Content starts
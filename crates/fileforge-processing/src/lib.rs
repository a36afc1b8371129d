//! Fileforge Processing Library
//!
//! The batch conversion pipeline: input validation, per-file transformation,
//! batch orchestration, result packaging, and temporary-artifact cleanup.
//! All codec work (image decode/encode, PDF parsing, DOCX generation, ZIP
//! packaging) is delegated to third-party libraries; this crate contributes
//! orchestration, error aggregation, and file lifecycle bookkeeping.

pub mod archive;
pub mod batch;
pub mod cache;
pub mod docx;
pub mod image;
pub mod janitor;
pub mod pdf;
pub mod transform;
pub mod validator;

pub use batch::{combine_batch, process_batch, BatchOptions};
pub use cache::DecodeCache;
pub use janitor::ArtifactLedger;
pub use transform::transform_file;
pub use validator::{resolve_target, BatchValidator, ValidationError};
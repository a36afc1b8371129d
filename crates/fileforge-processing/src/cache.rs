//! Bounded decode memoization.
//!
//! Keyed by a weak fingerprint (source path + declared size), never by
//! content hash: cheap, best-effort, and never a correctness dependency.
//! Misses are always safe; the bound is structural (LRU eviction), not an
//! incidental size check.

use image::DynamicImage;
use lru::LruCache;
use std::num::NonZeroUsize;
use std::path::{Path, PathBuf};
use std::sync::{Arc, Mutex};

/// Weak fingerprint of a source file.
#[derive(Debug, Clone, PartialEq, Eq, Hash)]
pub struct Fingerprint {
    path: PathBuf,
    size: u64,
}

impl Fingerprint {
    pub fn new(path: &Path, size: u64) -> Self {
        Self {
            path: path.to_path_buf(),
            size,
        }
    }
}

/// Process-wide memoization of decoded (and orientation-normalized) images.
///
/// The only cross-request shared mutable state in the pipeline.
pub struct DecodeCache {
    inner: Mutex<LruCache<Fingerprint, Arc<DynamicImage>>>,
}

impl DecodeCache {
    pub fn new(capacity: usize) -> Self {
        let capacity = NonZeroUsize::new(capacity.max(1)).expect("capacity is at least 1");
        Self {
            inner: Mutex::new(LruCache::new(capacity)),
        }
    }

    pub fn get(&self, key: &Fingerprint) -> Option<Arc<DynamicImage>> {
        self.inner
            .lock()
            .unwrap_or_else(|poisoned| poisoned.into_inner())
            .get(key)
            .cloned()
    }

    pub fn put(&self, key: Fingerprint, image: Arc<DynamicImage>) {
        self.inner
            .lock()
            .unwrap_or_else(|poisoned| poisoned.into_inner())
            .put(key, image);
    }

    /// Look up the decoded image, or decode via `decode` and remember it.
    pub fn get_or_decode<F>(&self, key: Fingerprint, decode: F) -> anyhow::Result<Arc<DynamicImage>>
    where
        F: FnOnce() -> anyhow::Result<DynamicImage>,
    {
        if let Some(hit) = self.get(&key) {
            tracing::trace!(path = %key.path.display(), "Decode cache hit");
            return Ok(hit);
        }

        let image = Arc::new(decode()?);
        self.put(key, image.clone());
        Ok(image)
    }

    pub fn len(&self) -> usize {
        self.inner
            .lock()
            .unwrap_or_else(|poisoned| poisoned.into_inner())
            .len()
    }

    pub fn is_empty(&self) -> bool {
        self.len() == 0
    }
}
Content ends
EXERCISE DIRECTIONS:
Find each line in the data above with the word "anyhow", then copy it.

ANSWER SPACE:
    pub fn get_or_decode<F>(&self, key: Fingerprint, decode: F) -> anyhow::Result<Arc<DynamicImage>>
        F: FnOnce() -> anyhow::Result<DynamicImage>,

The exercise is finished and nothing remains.